Au coup par coup, verset par verset…
Le poète est mort loin de la maison.
Il couvre la poussière d'un pays voisin.
Comme il a marché, il a été vu en train de pleurer.
"Marcheur il n'y a aucun moyen,
il fait son chemin en marchant…»
Au coup par coup, verset par verset…
Quand le chardonneret ne peut pas chanter.
Quand le poète est un pèlerin,
quand il n'y a aucune utilisation dans la prière.
"Marcheur il n'y a aucun moyen,
il fait son chemin en marchant…»
Au coup par coup, verset par verset
Au coup par coup, verset par verset
Nous avons dit au revoir, j'espère que nous allons voir les uns les autres,
l'été est terminé, l'automne dure ce qu'il faut pour retourner l'hiver.

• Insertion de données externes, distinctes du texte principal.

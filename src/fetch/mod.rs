//! Page fetching capability used by link discovery and the crawler.
//!
//! A [`PageFetcher`] opens [`FetchSession`]s. Each crawl worker owns exactly
//! one session per attempt and drops it when the attempt ends, whatever the
//! outcome, so a session never outlives the work it was opened for.
//!
//! Every fetch carries a [`ReadyCondition`]: the CSS selector that signals the
//! page has rendered and the bounded wait for it. A page that never satisfies
//! its condition is reported as [`FetchError::NotReady`] or
//! [`FetchError::Timeout`], which the crawler treats as the end of a listing.

mod error;
mod http;
mod rate_limiter;
mod retry;

use std::time::Duration;

use async_trait::async_trait;
use scraper::{Html, Selector};

pub use error::FetchError;
pub use http::{DEFAULT_CONNECT_TIMEOUT, HttpPageFetcher};
pub use rate_limiter::{RateLimiter, extract_domain};
pub use retry::{DEFAULT_MAX_RETRIES, FailureType, RetryDecision, RetryPolicy, classify_error};

/// Default bounded wait for a page to render.
pub const DEFAULT_PAGE_WAIT: Duration = Duration::from_secs(10);

/// Opens fetch sessions.
#[async_trait]
pub trait PageFetcher: Send + Sync {
    /// Opens a new, independent session (cookie store, connection pool).
    async fn open_session(&self) -> Result<Box<dyn FetchSession>, FetchError>;
}

/// One worker's view of the web. Released by dropping it.
#[async_trait]
pub trait FetchSession: Send {
    /// Fetches `url` and returns its HTML once `ready` is satisfied.
    ///
    /// # Errors
    ///
    /// [`FetchError::Timeout`] when the wait elapses, [`FetchError::NotReady`]
    /// when the page loaded without the readiness element, and transport or
    /// status errors otherwise.
    async fn fetch(&mut self, url: &str, ready: &ReadyCondition) -> Result<String, FetchError>;
}

/// Element that must be present before a page counts as rendered.
#[derive(Debug, Clone)]
pub struct ReadyCondition {
    selector: Selector,
    source: String,
    timeout: Duration,
}

impl ReadyCondition {
    /// Compiles `selector` into a readiness condition with a bounded wait.
    ///
    /// # Errors
    ///
    /// Returns [`FetchError::InvalidSelector`] when `selector` is not valid CSS.
    pub fn new(selector: &str, timeout: Duration) -> Result<Self, FetchError> {
        let compiled =
            Selector::parse(selector).map_err(|_| FetchError::invalid_selector(selector))?;
        Ok(Self {
            selector: compiled,
            source: selector.to_string(),
            timeout,
        })
    }

    /// Selector text, for error messages.
    #[must_use]
    pub fn selector(&self) -> &str {
        &self.source
    }

    /// Bounded wait for the page.
    #[must_use]
    pub fn timeout(&self) -> Duration {
        self.timeout
    }

    /// Returns a copy with a different wait.
    #[must_use]
    pub fn with_timeout(mut self, timeout: Duration) -> Self {
        self.timeout = timeout;
        self
    }

    /// Returns true when `html` contains at least one matching element.
    #[must_use]
    pub fn is_satisfied_by(&self, html: &str) -> bool {
        let document = Html::parse_document(html);
        document.select(&self.selector).next().is_some()
    }
}
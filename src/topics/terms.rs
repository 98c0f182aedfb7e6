//! Class-based TF-IDF topic terms.

use std::collections::{BTreeMap, HashMap};

use serde::{Deserialize, Serialize};

use crate::analysis::{content_tokens, unigrams_and_bigrams};

/// Terms kept per topic.
pub const DEFAULT_TOP_TERMS: usize = 10;

/// One ranked topic term.
#[derive(Debug, Clone, PartialEq, Serialize, Deserialize)]
pub struct TopicTerm {
    /// Unigram or space-joined bigram.
    pub term: String,
    /// Class-based TF-IDF weight.
    pub weight: f64,
}

/// Topic id to its ranked terms. Id `-1` holds the outlier passages.
pub type TopicTerms = BTreeMap<i32, Vec<TopicTerm>>;

/// Ranks the terms of each topic.
///
/// Passages sharing a label are treated as one class document. A term's
/// weight in a class is `tf * ln(1 + A / f)`, where `tf` is its count in the
/// class, `f` its count over all classes and `A` the average number of terms
/// per class. Stop words are removed before bigrams are formed.
#[must_use]
pub fn class_tfidf(passages: &[String], labels: &[i32], top_n: usize) -> TopicTerms {
    let mut class_counts: BTreeMap<i32, HashMap<String, f64>> = BTreeMap::new();
    for (passage, &label) in passages.iter().zip(labels) {
        let counts = class_counts.entry(label).or_default();
        for gram in unigrams_and_bigrams(&content_tokens(passage)) {
            *counts.entry(gram).or_insert(0.0) += 1.0;
        }
    }
    if class_counts.is_empty() {
        return TopicTerms::new();
    }

    let mut frequency: HashMap<&str, f64> = HashMap::new();
    for counts in class_counts.values() {
        for (term, count) in counts {
            *frequency.entry(term.as_str()).or_insert(0.0) += count;
        }
    }
    let total: f64 = frequency.values().sum();
    #[allow(clippy::cast_precision_loss)]
    let average = total / class_counts.len() as f64;

    class_counts
        .iter()
        .map(|(&label, counts)| {
            let mut ranked: Vec<TopicTerm> = counts
                .iter()
                .map(|(term, &tf)| {
                    let f = frequency.get(term.as_str()).copied().unwrap_or(tf);
                    TopicTerm {
                        term: term.clone(),
                        weight: tf * (1.0 + average / f).ln(),
                    }
                })
                .filter(|t| t.weight > 0.0)
                .collect();
            ranked.sort_by(|a, b| b.weight.total_cmp(&a.weight).then_with(|| a.term.cmp(&b.term)));
            ranked.truncate(top_n);
            (label, ranked)
        })
        .collect()
}
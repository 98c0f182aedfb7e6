//! Human-readable cluster labels from RAKE (Rapid Automatic Keyword
//! Extraction) keywords.

use std::collections::HashSet;

use rake::{Rake, StopWords};
use stop_words::{LANGUAGE, get};
use tracing::instrument;

/// Keywords kept per label.
pub const MAX_KEYWORDS: usize = 10;

/// RAKE keyword extractor with English stop words.
pub struct KeywordExtractor {
    rake: Rake,
}

impl std::fmt::Debug for KeywordExtractor {
    fn fmt(&self, f: &mut std::fmt::Formatter<'_>) -> std::fmt::Result {
        f.debug_struct("KeywordExtractor").finish()
    }
}

impl Default for KeywordExtractor {
    fn default() -> Self {
        Self::new()
    }
}

impl KeywordExtractor {
    /// Creates an extractor with the English stop-word list.
    #[must_use]
    pub fn new() -> Self {
        let mut stop_words = StopWords::new();
        for word in get(LANGUAGE::English) {
            stop_words.insert(word);
        }
        Self {
            rake: Rake::new(stop_words),
        }
    }

    /// Top keywords of `text` by RAKE score, normalized and deduplicated.
    #[must_use]
    #[instrument(skip(self, text), fields(len = text.len()))]
    pub fn extract(&self, text: &str) -> Vec<String> {
        if text.trim().is_empty() {
            return Vec::new();
        }
        let mut scored = self.rake.run(text);
        // RAKE's ordering among equal scores is unstable.
        scored.sort_by(|a, b| b.score.total_cmp(&a.score).then_with(|| a.keyword.cmp(&b.keyword)));

        let mut keywords = normalize_keywords(scored.into_iter().map(|k| k.keyword));
        keywords.truncate(MAX_KEYWORDS);
        keywords
    }

    /// Keyword label for a cluster's documents.
    #[must_use]
    pub fn label_cluster(&self, documents: &[String]) -> Vec<String> {
        self.extract(&documents.join(". "))
    }
}

/// Lower-cases and trims keywords, dropping empties and later duplicates.
/// Rank order is preserved.
#[must_use]
pub fn normalize_keywords<I>(keywords: I) -> Vec<String>
where
    I: IntoIterator<Item = String>,
{
    let mut seen = HashSet::new();
    keywords
        .into_iter()
        .map(|k| k.trim().to_lowercase())
        .filter(|k| !k.is_empty() && seen.insert(k.clone()))
        .collect()
}

#[cfg(test)]
#[allow(clippy::unwrap_used)]
mod tests {
    use super::*;

    #[test]
    fn test_extract_from_academic_title() {
        let keywords = KeywordExtractor::new().extract("Machine Learning Approaches to Climate Change Prediction");
        assert!(!keywords.is_empty());
        assert!(keywords.iter().all(|k| k == &k.to_lowercase()));
    }

    #[test]
    fn test_extract_empty_input_returns_empty() {
        let extractor = KeywordExtractor::new();
        assert!(extractor.extract("").is_empty());
        assert!(extractor.extract("   ").is_empty());
    }

    #[test]
    fn test_extract_limits_to_ten() {
        let text = "climate change global warming temperature increase carbon dioxide emissions greenhouse gases renewable energy solar power wind energy fossil fuels sustainability environmental impact biodiversity conservation ecosystem degradation pollution air quality water resources ocean acidification sea level rise extreme weather natural disasters mitigation adaptation resilience policy regulations";
        assert!(KeywordExtractor::new().extract(text).len() <= MAX_KEYWORDS);
    }

    #[test]
    fn test_extract_is_deterministic() {
        let extractor = KeywordExtractor::new();
        let text = "Genome sequencing of tumor biopsies. Nanopore sequencing for methylation calling.";
        assert_eq!(extractor.extract(text), extractor.extract(text));
    }

    #[test]
    fn test_label_cluster_joins_documents() {
        let docs = vec![
            "Perovskite solar cells".to_string(),
            "Tandem perovskite modules".to_string(),
        ];
        let label = KeywordExtractor::new().label_cluster(&docs);
        assert!(!label.is_empty());
    }

    #[test]
    fn test_normalize_keywords_dedups_in_rank_order() {
        let input = vec![
            "  Neural Networks ".to_string(),
            "deep learning".to_string(),
            "neural networks".to_string(),
            String::new(),
        ];
        assert_eq!(normalize_keywords(input), vec!["neural networks", "deep learning"]);
    }
}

Et à vos gens au hasard, encore une fois, l'été suivant
il m'a emmené et à la fin du concert j'ai commencé à chercher ton visage parmi les gens
et je n'ai trouvé aucun d'entre vous pour me dire un mot
il semblait qu'il voulait que nous passions le destin une blague macabre.
Il n'y avait personne derrière le bar l'autre été
et au lieu de votre bar, j'ai trouvé une succursale de la banque hispano-américaine,
votre mémoire j'ai vengé, lapidé contre les cristaux,
Je sais que je n'ai pas rêver. Je manifestais alors que j'étais menotté par la mairie.